Santa Nhanhá nasce em “artéria” do bairro para proteger e dar voz à periferia
É da injustiça enraizada e evidente nos subúrbios que o grafiteiro molda sua inspiração
Em um estúdio anexo a casa onde mora, o artista e tatuador SanderleySabergue Martinez, de 26 anos, mais conhecido como San, aprimora o talento que o acompanha desde pequeno. Entre releituras urbanas, críticas sociais e cenas do cotidiano, o artista dá voz a quem mora na periferia por meio do grafite. Desta vez, o cruzamento da Rua dos Andes com a Rua do Aquário, via movimentada e considerada uma “artéria” do bairro, ganhou a proteção da Santa Nhanhá.
Mais do que cores, o trecho ganhou visibilidade num misto urbano e religioso. A mulher de pele preta e olhos de luz foi pintada com as mãos juntas, como se estivesse em oração. Os brincos em formato de argola levam o nome: Santa Nhanhá.
Para quem vem da Avenida das Bandeiras e entra na Rua do Aquário, o grafite está ao lado direito. Mas nem é preciso muita explicação, afinal de contas é possível ver a obra de longe.
Junto ao grafite, a frase também é curiosa e remete a um cuidado familiar: Vai pela sombra filho... é quente. Pode deixar mãe que vou na sombra do onipotente.
O ponto foi estratégico e escolhido justamente pela visibilidade. Feito há dois meses, a arte durou três dias porque foi feita intercalada com outro serviço, mas normalmente duraria um dia.
“Essa descida é como uma artéria da Vila porque é corredor para outros bairros. É ali o entra e sai de carros e maior fluxo de dependentes químicos. A Santa Nhanhá veio para proteger os irmãozinhos que estão nas ruas”, explica.

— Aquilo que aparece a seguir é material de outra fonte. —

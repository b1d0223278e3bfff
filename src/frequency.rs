//! Frequency identifiers. See spec §3 (data model: "Frequency ID"), §4.4
//! (tie-break on colliding announcements).
//!
//! Mirrors `device_id.rs`'s range convention (same 8-digit decimal window)
//! but the generation discipline differs: a frequency id is ephemeral and
//! drawn uniform-random at creation, not derived from a stable hardware
//! source.

use rand_core::{CryptoRng, RngCore};

use crate::device_id::{DEVICE_ID_MAX, DEVICE_ID_MIN};

/// §3: "valid only while the frequency exists... Generated uniform-random
/// at creation." Shares its 8-digit decimal range with the device id.
pub const FREQUENCY_ID_MIN: u32 = DEVICE_ID_MIN;
pub const FREQUENCY_ID_MAX: u32 = DEVICE_ID_MAX;
const FREQUENCY_ID_RANGE: u32 = FREQUENCY_ID_MAX - FREQUENCY_ID_MIN + 1;

/// Draws a fresh frequency id from `rng`. Rejection-free: takes `u32 %
/// range` the same way `device_id::derive_device_id` reduces a hash
/// digest, at the cost of the same small modulo bias (negligible at this
/// range relative to the RNG's own entropy).
pub fn generate_frequency_id<R: RngCore + CryptoRng>(rng: &mut R) -> u32 {
    FREQUENCY_ID_MIN + (rng.next_u32() % FREQUENCY_ID_RANGE)
}

/// §4.4 tie-break: "the one with the earlier creation-timestamp wins
/// announcement precedence; joiners will attach to the earlier one."
/// Returns `true` if the remote announcement should be preferred over the
/// caller's own locally-created frequency of the same id.
///
/// Equal timestamps are resolved in favor of the existing local frequency
/// so a device never abandons its own announcement in a true tie.
pub fn remote_wins(local_created_at: embassy_time::Instant, remote_created_at: embassy_time::Instant) -> bool {
    remote_created_at < local_created_at
}
/// Counter-only visibility into packets dropped below the session/event
/// layer (spec §7: "routing failures below the session layer are
/// counter-only, never surfaced as events"). Read via `Dispatcher::stats`.
#[derive(Clone, Copy, Default, Debug, defmt::Format)]
pub struct ProtocolStats {
    /// Frame failed to parse: short buffer, bad magic, bad version, or a
    /// declared length that overruns the buffer.
    pub invalid_packets: u32,
    /// Frame parsed but its checksum didn't match.
    pub crc_mismatch: u32,
    /// Voice AEAD tag failed to authenticate.
    pub auth_failures: u32,
    /// Voice packet's nonce counter didn't exceed the replay watermark.
    pub replays: u32,
    /// Voice packet with no matching session, or a session not CONNECTED.
    pub voice_dropped: u32,
}

pub struct Dispatcher<T: RadioTransport> {
    transport: T,
    src_id: [u8; 8],
    config: CoreConfig,
    visibility: DiscoveryVisibility,
    /// Signaled by `handle_inbound` when an ACK for the currently
    /// outstanding reliable send arrives. A single in-flight reliable
    /// send at a time keeps this a plain `Signal` rather than a
    /// correlation table; §4.6 does not call for pipelined reliable
    /// sends.
    ack_signal: Signal<CriticalSectionRawMutex, ()>,
    stats: ProtocolStats,
}
#[cfg(test)]
mod tests {
    extern crate std;
    use super::*;

    #[test]
    fn round_trip_call_request() {
        let src_id = *b"12345678";
        let target_id = *b"87654321";
        let mut buf = [0u8; MAX_PACKET_SIZE];

        let len = build(&mut buf, msg_type::CALL_REQUEST, &src_id, &target_id).unwrap();
        // header(16) + payload(8) = 24.
        assert_eq!(len, 24);
        assert_eq!(&buf[0..2], &[0x54, 0x57]);
        assert_eq!(buf[2], 1);
        assert_eq!(buf[3], 0x10);
        assert_eq!(&buf[12..14], &[0x08, 0x00]);

        let parsed = parse(&buf[..len]).unwrap();
        assert_eq!(parsed.header.msg_type, msg_type::CALL_REQUEST);
        assert_eq!(parsed.payload, &target_id);
    }

    #[test]
    fn crc_detects_single_byte_flip() {
        let src_id = *b"12345678";
        let payload = [1u8, 2, 3, 4];
        let mut buf = [0u8; MAX_PACKET_SIZE];
        let len = build(&mut buf, msg_type::VOICE_FRAME, &src_id, &payload).unwrap();

        // Flip a payload byte (outside the checksum field).
        buf[HEADER_SIZE + 3] ^= 0xFF;

        assert_eq!(parse(&buf[..len]), Err(FramingError::CrcMismatch));
    }

    #[test]
    fn rejects_short_buffer() {
        let buf = [0u8; 4];
        assert_eq!(parse(&buf), Err(FramingError::ShortBuffer));
    }

    #[test]
    fn rejects_bad_magic() {
        let mut buf = [0u8; HEADER_SIZE];
        buf[0] = 0xAB;
        buf[1] = 0xCD;
        assert_eq!(parse(&buf), Err(FramingError::BadMagic));
    }

    #[test]
    fn rejects_bad_version() {
        let src_id = *b"12345678";
        let mut buf = [0u8; MAX_PACKET_SIZE];
        let len = build(&mut buf, msg_type::PING, &src_id, &[]).unwrap();
        buf[HEADER_VERSION] = 9;
        // CRC was computed over version=1, so version-mismatch is detected
        // before CRC is even consulted.
        assert_eq!(parse(&buf[..len]), Err(FramingError::BadVersion));
    }

    #[test]
    fn rejects_payload_len_overrun() {
        let mut buf = [0u8; HEADER_SIZE];
        buf[0..2].copy_from_slice(&MAGIC.to_le_bytes());
        buf[HEADER_VERSION] = VERSION;
        buf[HEADER_PAYLOAD_LEN].copy_from_slice(&50u16.to_le_bytes());
        assert_eq!(parse(&buf), Err(FramingError::LengthOverflow));
    }

    #[test]
    fn build_rejects_oversized_payload() {
        let src_id = *b"12345678";
        let payload = std::vec![0u8; MAX_PAYLOAD + 1];
        let mut buf = [0u8; 512];
        assert_eq!(
            build(&mut buf, msg_type::VOICE_FRAME, &src_id, &payload),
            Err(FramingError::LengthOverflow)
        );
    }

    #[test]
    fn voice_frame_header_round_trip() {
        let hdr = VoiceFrameHeader {
            timestamp_ms: 123_456,
            sequence: 42,
            codec_id: 1,
            duration_ms: 20,
            length: 320,
        };
        let mut buf = [0u8; VOICE_FRAME_HEADER_SIZE];
        hdr.encode(&mut buf).unwrap();
        let decoded = VoiceFrameHeader::decode(&buf).unwrap();
        assert_eq!(decoded.timestamp_ms, hdr.timestamp_ms);
        assert_eq!(decoded.sequence, hdr.sequence);
        assert_eq!(decoded.length, hdr.length);
    }

    #[test]
    fn freq_join_request_round_trips_with_and_without_password() {
        let mut buf = [0u8; 24];
        let req = FreqJoinRequestPayload {
            frequency_id: *b"12345678",
            password: Some(*b"0123456789abcdef"),
        };
        let n = req.encode(&mut buf).unwrap();
        assert_eq!(n, 24);
        let decoded = FreqJoinRequestPayload::decode(&buf[..n]).unwrap();
        assert_eq!(decoded.frequency_id, req.frequency_id);
        assert_eq!(decoded.password, req.password);

        let open = FreqJoinRequestPayload {
            frequency_id: *b"87654321",
            password: None,
        };
        let n = open.encode(&mut buf).unwrap();
        assert_eq!(n, 8);
        assert_eq!(FreqJoinRequestPayload::decode(&buf[..n]).unwrap().password, None);
    }

    #[test]
    fn parse_decimal_id_rejects_non_digits() {
        assert_eq!(parse_decimal_id(b"12345678"), Some(12_345_678));
        assert_eq!(parse_decimal_id(b"1234567x"), None);
    }

    #[test]
    fn classify_groups_match_spec_ranges() {
        assert_eq!(classify(msg_type::DISCOVERY_REQUEST), MsgClass::Discovery);
        assert_eq!(classify(msg_type::CALL_REQUEST), MsgClass::CallControl);
        assert_eq!(classify(msg_type::FREQ_JOIN_REQUEST), MsgClass::FrequencyControl);
        assert_eq!(classify(msg_type::VOICE_FRAME), MsgClass::Voice);
        assert_eq!(classify(msg_type::PING), MsgClass::ControlAck);
        assert_eq!(classify(msg_type::STATUS_REPORT), MsgClass::Status);
        assert_eq!(classify(msg_type::KEY_EXCHANGE), MsgClass::Security);
        assert_eq!(classify(0x0F), MsgClass::Unknown);
    }
}
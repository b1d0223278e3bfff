//! The audio-codec seam. See spec §6 (external collaborators), §4.3/§5
//! (capture/playback tasks realized on top of it, in `audio::AudioPipeline`).
//!
//! Same shape as `transport::RadioTransport`: this crate owns the ring
//! buffer and jitter policy, never a codec driver. §6 describes the HAL as
//! writing frames directly into a caller-supplied ring buffer; this crate
//! instead has `AudioPipeline` pull/push one frame per tick through
//! `capture_frame`/`play_frame`, the same async-call-instead-of-raw-pointer
//! seam `transport::RadioTransport` uses for RX (documented in `DESIGN.md`).
pub trait AudioHal {
    async fn start_capture(&mut self) -> Result<(), crate::error::AudioError>;
    async fn stop_capture(&mut self) -> Result<(), crate::error::AudioError>;
    async fn start_playback(&mut self) -> Result<(), crate::error::AudioError>;
    async fn stop_playback(&mut self) -> Result<(), crate::error::AudioError>;

    /// Pulls the next captured frame's raw bytes into `out`, returning the
    /// number of bytes written. Suspends until a frame is ready (spec §5
    /// suspension point, capture side).
    async fn capture_frame(&mut self, out: &mut [u8]) -> Result<usize, crate::error::AudioError>;

    /// Hands one frame of PCM to the DAC/codec for playback. An empty
    /// slice plays silence (§4.3: "underrun yields silence").
    async fn play_frame(&mut self, samples: &[u8]) -> Result<(), crate::error::AudioError>;

    /// 0-100 scale; implementations map this onto their own gain range.
    fn set_volume(&mut self, percent: u8);
    fn set_input_gain(&mut self, percent: u8);
    fn set_mute(&mut self, muted: bool);
}
impl Session {
    pub fn new(now: Instant) -> Self {
        Self::with_jitter_depth(now, crate::audio::DEFAULT_JITTER_DEPTH)
    }

    pub fn with_jitter_depth(now: Instant, jitter_depth: usize) -> Self {
        Self {
            state: SessionState::Idle,
            peer_id: None,
            frequency_id: None,
            role: Role::Client,
            member_count: 0,
            muted: false,
            is_audio_active: false,
            created_at: now,
            state_entered_at: now,
            last_activity_at: now,
            inactivity_timeout: DEFAULT_INACTIVITY_TIMEOUT,
            jitter_depth,
            password: None,
            stats: SessionStats::default(),
            crypto: CryptoContext::new(),
            tx_ring: RingBuffer::new(jitter_depth),
            rx_ring: RingBuffer::new(jitter_depth),
        }
    }

    /// Builds a session honoring a `CoreConfig`'s jitter depth, inactivity
    /// timeout, and key-refresh policy (SPEC_FULL.md ambient config
    /// section). The one production call site is the dispatcher's
    /// CALL_REQUEST handler; `new`/`with_jitter_depth` remain for tests and
    /// callers that don't need a full config.
    pub fn with_config(now: Instant, config: &crate::CoreConfig) -> Self {
        let mut session = Self::with_jitter_depth(now, config.jitter_depth);
        session.inactivity_timeout = config.inactivity_timeout;
        session
            .crypto
            .set_refresh_policy(config.key_refresh_packets, config.key_refresh_age);
        session
    }

    pub fn crypto(&self) -> &CryptoContext {
        &self.crypto
    }

    pub fn crypto_mut(&mut self) -> &mut CryptoContext {
        &mut self.crypto
    }

    pub fn tx_ring_mut(&mut self) -> &mut RingBuffer {
        &mut self.tx_ring
    }

    pub fn rx_ring_mut(&mut self) -> &mut RingBuffer {
        &mut self.rx_ring
    }

    pub fn state(&self) -> SessionState {
        self.state
    }

    pub fn stats(&self) -> &SessionStats {
        &self.stats
    }

    pub fn peer_id(&self) -> Option<[u8; 8]> {
        self.peer_id
    }

    pub fn frequency_id(&self) -> Option<u32> {
        self.frequency_id
    }

    pub fn role(&self) -> Role {
        self.role
    }

    pub fn created_at(&self) -> Instant {
        self.created_at
    }

    pub fn member_count(&self) -> u16 {
        self.member_count
    }

    pub fn is_muted(&self) -> bool {
        self.muted
    }

    pub fn set_muted(&mut self, muted: bool) {
        self.muted = muted;
    }

    pub fn is_audio_active(&self) -> bool {
        self.is_audio_active
    }

    pub fn set_audio_active(&mut self, active: bool) {
        self.is_audio_active = active;
    }

    /// §4.4: "the admin flag is set only if we originated the frequency or
    /// received a server-side designation." Callers drive both paths
    /// through this single setter rather than inferring it from how the
    /// session was created.
    pub fn set_role(&mut self, role: Role) {
        self.role = role;
    }

    /// §4.4: "a frequency session tracks member count updates from
    /// FREQ_MEMBER_LIST messages."
    pub fn set_member_count(&mut self, count: u16) {
        self.member_count = count;
    }

    fn enter(&mut self, state: SessionState, now: Instant) {
        self.state = state;
        self.state_entered_at = now;
        self.last_activity_at = now;
    }

    /// §4.4: IDLE -> WAITING. Initiator places the outbound CALL_REQUEST.
    pub fn initiate_call(&mut self, peer_id: [u8; 8], now: Instant) -> Result<(), SessionError> {
        if self.state != SessionState::Idle {
            return Err(SessionError::WrongState(self.state));
        }
        self.peer_id = Some(peer_id);
        self.frequency_id = None;
        self.enter(SessionState::Waiting, now);
        self.stats.calls_initiated += 1;
        Ok(())
    }

    /// §4.4: IDLE -> INCOMING. A CALL_REQUEST arrived from a peer.
    pub fn receive_call(&mut self, peer_id: [u8; 8], now: Instant) -> Result<(), SessionError> {
        if self.state != SessionState::Idle {
            return Err(SessionError::WrongState(self.state));
        }
        self.peer_id = Some(peer_id);
        self.frequency_id = None;
        self.enter(SessionState::Incoming, now);
        self.stats.calls_received += 1;
        Ok(())
    }

    /// §4.4: INCOMING -> CONNECTED, local accept.
    pub fn accept(&mut self, now: Instant) -> Result<(), SessionError> {
        if self.state != SessionState::Incoming {
            return Err(SessionError::WrongState(self.state));
        }
        self.enter(SessionState::Connected, now);
        Ok(())
    }

    /// §4.4: WAITING -> CONNECTED, peer accepted our request.
    pub fn on_call_accepted(&mut self, now: Instant) -> Result<(), SessionError> {
        if self.state != SessionState::Waiting {
            return Err(SessionError::WrongState(self.state));
        }
        self.enter(SessionState::Connected, now);
        Ok(())
    }

    /// §4.4: WAITING/INCOMING -> IDLE, either side rejected.
    pub fn reject(&mut self, now: Instant) -> Result<(), SessionError> {
        match self.state {
            SessionState::Waiting | SessionState::Incoming => {
                self.stats.calls_rejected += 1;
                self.teardown(now);
                Ok(())
            }
            other => Err(SessionError::WrongState(other)),
        }
    }

    /// §4.4: any non-idle state -> IDLE, normal hangup or CALL_END.
    pub fn end_call(&mut self, now: Instant) -> Result<(), SessionError> {
        if self.state == SessionState::Idle {
            return Err(SessionError::WrongState(self.state));
        }
        if self.state == SessionState::Connected {
            self.stats.calls_completed += 1;
        }
        self.teardown(now);
        Ok(())
    }

    /// §5 cancellation: "clears its crypto material, releases its audio
    /// buffer." A session slot is reused in place (see
    /// `SessionDirectory::find_free`) rather than dropped, so teardown
    /// resets crypto and ring-buffer state here instead of relying on
    /// `Drop`.
    fn teardown(&mut self, now: Instant) {
        self.peer_id = None;
        self.frequency_id = None;
        self.role = Role::Client;
        self.member_count = 0;
        self.muted = false;
        self.is_audio_active = false;
        self.password = None;
        let (refresh_packets, refresh_age) =
            (self.crypto.refresh_packet_threshold(), self.crypto.refresh_key_age());
        self.crypto = CryptoContext::new();
        self.crypto.set_refresh_policy(refresh_packets, refresh_age);
        self.tx_ring = RingBuffer::new(self.jitter_depth);
        self.rx_ring = RingBuffer::new(self.jitter_depth);
        self.enter(SessionState::Idle, now);
    }

    /// §4.4: joins a shared frequency directly into CONNECTED, bypassing
    /// the WAITING/INCOMING handshake (no single peer to accept/reject).
    pub fn join_frequency(&mut self, frequency_id: u32, now: Instant) -> Result<(), SessionError> {
        if self.state != SessionState::Idle {
            return Err(SessionError::WrongState(self.state));
        }
        self.frequency_id = Some(frequency_id);
        self.peer_id = None;
        self.role = Role::Client;
        self.member_count = 1;
        self.enter(SessionState::Connected, now);
        Ok(())
    }

    /// §4.4: originates a new frequency locally; the creator is always its
    /// admin (distinct from a server-side admin designation, which a
    /// caller applies afterward via `set_role`). `password` is `None` for
    /// an open frequency.
    pub fn create_frequency(
        &mut self,
        frequency_id: u32,
        password: Option<[u8; 16]>,
        now: Instant,
    ) -> Result<(), SessionError> {
        self.join_frequency(frequency_id, now)?;
        self.role = Role::Admin;
        self.password = password;
        Ok(())
    }

    pub fn password(&self) -> Option<&[u8; 16]> {
        self.password.as_ref()
    }

    /// §4.4: "on FREQ_JOIN_REQUEST with a password-protected frequency, the
    /// admin verifies the supplied password (constant-time equality) and
    /// replies with ACCEPT or REJECT (ErrWrongPassword)." Callers on the
    /// admin side invoke this before sending the accept/reject; it does
    /// not itself change session state. An open frequency (no password set)
    /// always verifies.
    pub fn verify_frequency_password(&self, supplied: &[u8]) -> Result<(), SessionError> {
        if self.role != Role::Admin {
            return Err(SessionError::PermissionDenied);
        }
        match &self.password {
            None => Ok(()),
            Some(expected) => {
                if bool::from(expected.ct_eq(supplied)) {
                    Ok(())
                } else {
                    Err(SessionError::WrongPassword)
                }
            }
        }
    }

    /// §4.4: voice frames are only legal while CONNECTED.
    pub fn note_voice_activity(&mut self, now: Instant, sent: bool) -> Result<(), SessionError> {
        if self.state != SessionState::Connected {
            return Err(SessionError::WrongState(self.state));
        }
        self.last_activity_at = now;
        if sent {
            self.stats.voice_frames_sent += 1;
        } else {
            self.stats.voice_frames_received += 1;
        }
        Ok(())
    }

    pub fn note_control_activity(&mut self, now: Instant) {
        self.last_activity_at = now;
    }

    /// §4.4: called periodically by the session worker task; returns the
    /// error to surface on the event stream (if any) and tears the session
    /// down to IDLE as a side effect.
    pub fn poll_timeout(&mut self, now: Instant) -> Option<SessionError> {
        match self.state {
            SessionState::Waiting if now - self.state_entered_at >= WAITING_TIMEOUT => {
                self.stats.calls_timed_out += 1;
                self.teardown(now);
                Some(SessionError::Timeout)
            }
            SessionState::Connected if now - self.last_activity_at >= self.inactivity_timeout => {
                self.teardown(now);
                Some(SessionError::LinkLoss)
            }
            _ => None,
        }
    }

    pub fn set_inactivity_timeout(&mut self, timeout: Duration) {
        self.inactivity_timeout = timeout;
    }
}

/// §4.6: "Call/frequency control messages targeted at the local device are
/// matched to an existing session by peer id or by target-id in the
/// payload; if none exists... a new INCOMING session is created." This is
/// the lookup table the dispatcher matches against, indexed in parallel
/// with `dial::DialManager`'s slot array (slot `i`'s session, if any,
/// lives at `directory[i]`) so a session's index doubles as its owning
/// slot without a back-pointer (§9: "Back-references... modeled as a weak
/// index, never an owning pointer").
pub struct SessionDirectory {
    slots: [Option<Session>; crate::dial::SLOT_COUNT],
}

impl Default for SessionDirectory {
    fn default() -> Self {
        Self::new()
    }
}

Filho de mãe paraguaia, Martinez já morou em vários lugares, mas há sete está na Vila Nhanhá. Pai de uma menina de 6 anos, o artista garante que a arte salvou sua vida. “A arte deu outro sentido a minha vida. Eu não estudei para isso, ela nasceu comigo e me fez viver melhor. Não sei se daria certo fazendo outra coisa”, pontua.
É da injustiça enraizada e evidente, principalmente, nos subúrbios que Martinez molda sua inspiração e a repassa às paredes. Os primeiros desenhos de Martinez já ganharam forma na parede e iniciaram em 2010.
No Estúdio SCW, San tem a companhia constante de “Mega”, uma cadelinha vem ciumenta e protetora. Nas paredes do escritório particular há muito mais reflexões.
Uma delas mostra o “Black Bloc” revestido com a bandeira de Campo Grande. O desenho se trata de um garoto periférico com a boca tapada, ou seja, o típico morador que não ganha voz. “Eu não falo deles, pela arte eu tento representa-los e eles se reconhecem no desenho também”, explica.
Além da obra, uma mulher com traços latinos, brincos que também levam o nome da Vila faz parte do cenário de seu estúdio. Entre as criações, um grafite que representa a filha de 6 anos. O desenho está localizado numa escola do Bairro Parati e foi feito durante um projeto de grafite nas escolas.
San faz qualquer desenho, mas, é claro, que prefere a liberdade de criar. “Quem me conhece me deixa criar, mas quem não conhece prefere a arte ensinada a eles, então, só reproduzo o que eles pedem”, pontua.